##### Excerpted records #####
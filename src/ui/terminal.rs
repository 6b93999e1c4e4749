//! Terminal rendering of the UI sink callbacks
//!
//! Fragments are markup blobs produced server-side; the console does not
//! interpret them, it reports their arrival and keeps the textual panels
//! (log, progress, banners, reports) readable.

use chrono::Local;

use super::{BannerKind, UiSink};
use crate::protocol::BaReport;

/// Console implementation of [`UiSink`] used by the chainwatch binary
#[derive(Debug, Default)]
pub struct TerminalUi;

impl TerminalUi {
    pub fn new() -> Self {
        Self
    }

    fn line(&self, text: &str) {
        println!("[{}] {}", Local::now().format("%H:%M:%S"), text);
    }
}

impl UiSink for TerminalUi {
    fn render_graph(&self, fragment: &str) {
        self.line(&format!("graph updated ({} bytes of markup)", fragment.len()));
    }

    fn render_charts(&self, fragment: &str) {
        self.line(&format!("charts updated ({} bytes of markup)", fragment.len()));
    }

    fn render_stats(&self, stats: &str) {
        self.line(&format!("tag-closeness statistics: {}", stats));
    }

    fn render_report(&self, report: &BaReport) {
        if !report.found {
            self.line(&format!("{}: no abuse reports on record", report.address));
            return;
        }

        self.line(&format!(
            "{}: reported {} time(s), last on {}",
            report.address,
            report.total_report_count,
            report.last_reported.as_deref().unwrap_or("unknown date"),
        ));
        for entry in &report.genuine_report {
            self.line(&format!("  - {}", entry.description));
        }
    }

    fn render_scraping_results(&self, fragment: &str) {
        self.line(&format!("scraping results updated ({} bytes)", fragment.len()));
    }

    fn show_modal(&self, fragment: &str) {
        self.line("--- manual disambiguation required ---");
        self.line(fragment);
    }

    fn append_log(&self, text: &str) {
        self.line(text);
    }

    fn set_progress(&self, percent: u8, layer_label: &str) {
        self.line(&format!("{} {:>3}%", layer_label, percent));
    }

    fn hide_progress(&self) {}

    fn set_waiting(&self, remaining_secs: u64, total_secs: u64) {
        self.line(&format!(
            "rate-limit cooldown: {}s remaining of {}s",
            remaining_secs, total_secs
        ));
    }

    fn hide_waiting(&self) {
        self.line("rate-limit cooldown over");
    }

    fn set_banner(&self, text: &str, kind: BannerKind) {
        match kind {
            BannerKind::Success => self.line(&format!("*** {}", text)),
            BannerKind::Error => self.line(&format!("!!! {}", text)),
        }
    }

    fn clear_banner(&self) {}

    fn set_submit_enabled(&self, enabled: bool) {
        if enabled {
            self.line("ready for a new analysis");
        }
    }
}
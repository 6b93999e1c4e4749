use tokio::task::JoinHandle;

use super::progress::LayerProgress;
use crate::protocol::ProgressStart;

/// Connection lifecycle state
///
/// Transitions: Connecting -> Open on handshake, Open -> Closed on any drop,
/// Closed -> Connecting after the reconnect delay. There is no terminal
/// state; the session retries indefinitely.
#[derive(Debug, Clone, Copy, PartialEq, Eq)]
pub enum ConnectionState {
    Connecting,
    Open,
    Closed,
}

/// Page-wide mutable client state, one instance per process run
#[derive(Debug)]
pub struct Session {
    pub connection_state: ConnectionState,
    /// Whether the user may start a new analysis
    pub submit_enabled: bool,
    /// Set on the first appended log line; the greeting handler consults it
    pub log_has_content: bool,
    /// Layer count of the current analysis, for the layer-position label
    pub total_layers: u32,
    /// Progress of the currently-reporting layer, if any
    pub progress: Option<LayerProgress>,
    /// Active waiting-bar countdown task, aborted when superseded
    waiting: Option<JoinHandle<()>>,
}

impl Session {
    pub fn new() -> Self {
        Self {
            connection_state: ConnectionState::Connecting,
            submit_enabled: false,
            log_has_content: false,
            total_layers: 0,
            progress: None,
            waiting: None,
        }
    }

    /// Reset progress context for a new layer; returns the layer label
    pub fn start_layer(&mut self, start: ProgressStart) -> String {
        let label = self.layer_label(start.layer);
        self.progress = Some(LayerProgress::new(start));
        label
    }

    /// Apply one progress update; returns the new display state, or `None`
    /// for updates arriving while no layer is in progress
    pub fn apply_progress(&mut self, units: f64) -> Option<(u8, String)> {
        let progress = self.progress.as_mut()?;
        progress.apply(units);
        let layer = progress.layer();
        let percent = progress.percent();
        Some((percent, self.layer_label(layer)))
    }

    /// Clear progress context once a layer's render bundle has arrived
    pub fn clear_progress(&mut self) {
        self.progress = None;
    }

    /// Layer-position label against the configured total layer count.
    ///
    /// The total is only known after a local submission; a layer index past
    /// it (or an analysis started elsewhere) widens the denominator.
    pub fn layer_label(&self, layer: u32) -> String {
        format!("Layer {}/{}", layer, self.total_layers.max(layer))
    }

    /// Replace the active waiting-bar countdown, aborting any predecessor
    pub fn begin_waiting(&mut self, handle: JoinHandle<()>) {
        if let Some(previous) = self.waiting.replace(handle) {
            previous.abort();
        }
    }

    /// Abort the active waiting-bar countdown, if any.
    /// Returns whether a countdown was actually running.
    pub fn stop_waiting(&mut self) -> bool {
        match self.waiting.take() {
            Some(handle) => {
                handle.abort();
                true
            }
            None => false,
        }
    }
}

impl Default for Session {
    fn default() -> Self {
        Self::new()
    }
}
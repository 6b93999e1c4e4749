use crate::protocol::ProgressStart;

/// Progress of the currently-reporting analysis layer
///
/// The backend does not guarantee it will send exactly `total` update
/// messages (items may be skipped or merged server-side), so progress is a
/// running fractional sum with the display clamped, never an exact count.
#[derive(Debug, Clone, PartialEq)]
pub struct LayerProgress {
    layer: u32,
    total: u32,
    accumulated: f64,
}

impl LayerProgress {
    /// Start tracking a new layer with accumulation reset to zero
    pub fn new(start: ProgressStart) -> Self {
        Self {
            layer: start.layer,
            total: start.total,
            accumulated: 0.0,
        }
    }

    /// Position of the layer in the traversal (1-based)
    pub fn layer(&self) -> u32 {
        self.layer
    }

    /// Add completed work units.
    ///
    /// Updates arriving with a zero total, or carrying negative or
    /// non-finite unit counts, are stray messages and are ignored.
    pub fn apply(&mut self, units: f64) {
        if self.total == 0 || !units.is_finite() || units < 0.0 {
            return;
        }
        self.accumulated += units / self.total as f64;
    }

    /// Displayed percentage: `min(ceil(accumulated * 100), 100)`
    pub fn percent(&self) -> u8 {
        let percent = (self.accumulated * 100.0).ceil();
        percent.clamp(0.0, 100.0) as u8
    }
}

#[cfg(test)]
mod tests {
    use super::*;

    fn start(layer: u32, total: u32) -> LayerProgress {
        LayerProgress::new(ProgressStart { layer, total })
    }

    #[test]
    fn test_four_unit_updates_reach_exactly_100() {
        let mut progress = start(1, 4);
        for _ in 0..4 {
            progress.apply(1.0);
        }
        assert_eq!(progress.percent(), 100);
    }

    #[test]
    fn test_percent_rounds_up() {
        let mut progress = start(1, 3);
        progress.apply(1.0);
        // 1/3 => 33.33..% rounds up to 34.
        assert_eq!(progress.percent(), 34);
    }

    #[test]
    fn test_overshoot_is_clamped() {
        let mut progress = start(1, 2);
        for _ in 0..5 {
            progress.apply(1.0);
        }
        assert_eq!(progress.percent(), 100);
    }

    #[test]
    fn test_percent_never_decreases() {
        let mut progress = start(1, 7);
        let mut last = progress.percent();
        for units in [1.0, 0.5, 2.0, 0.0, 1.5, 3.0, 1.0] {
            progress.apply(units);
            let current = progress.percent();
            assert!(current >= last);
            assert!(current <= 100);
            last = current;
        }
    }

    #[test]
    fn test_stray_updates_ignored() {
        let mut progress = start(1, 4);
        progress.apply(-1.0);
        progress.apply(f64::NAN);
        progress.apply(f64::INFINITY);
        assert_eq!(progress.percent(), 0);
    }

    #[test]
    fn test_zero_total_never_advances() {
        let mut progress = start(1, 0);
        progress.apply(1.0);
        assert_eq!(progress.percent(), 0);
    }

    #[test]
    fn test_new_layer_resets_accumulation() {
        let mut progress = start(1, 2);
        progress.apply(2.0);
        assert_eq!(progress.percent(), 100);

        let fresh = LayerProgress::new(ProgressStart { layer: 2, total: 2 });
        assert_eq!(fresh.percent(), 0);
        assert_eq!(fresh.layer(), 2);
    }
}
#####
Exercise details:
Count every line above that holds the string "Debug" and give the total, nothing more.

Reply:
4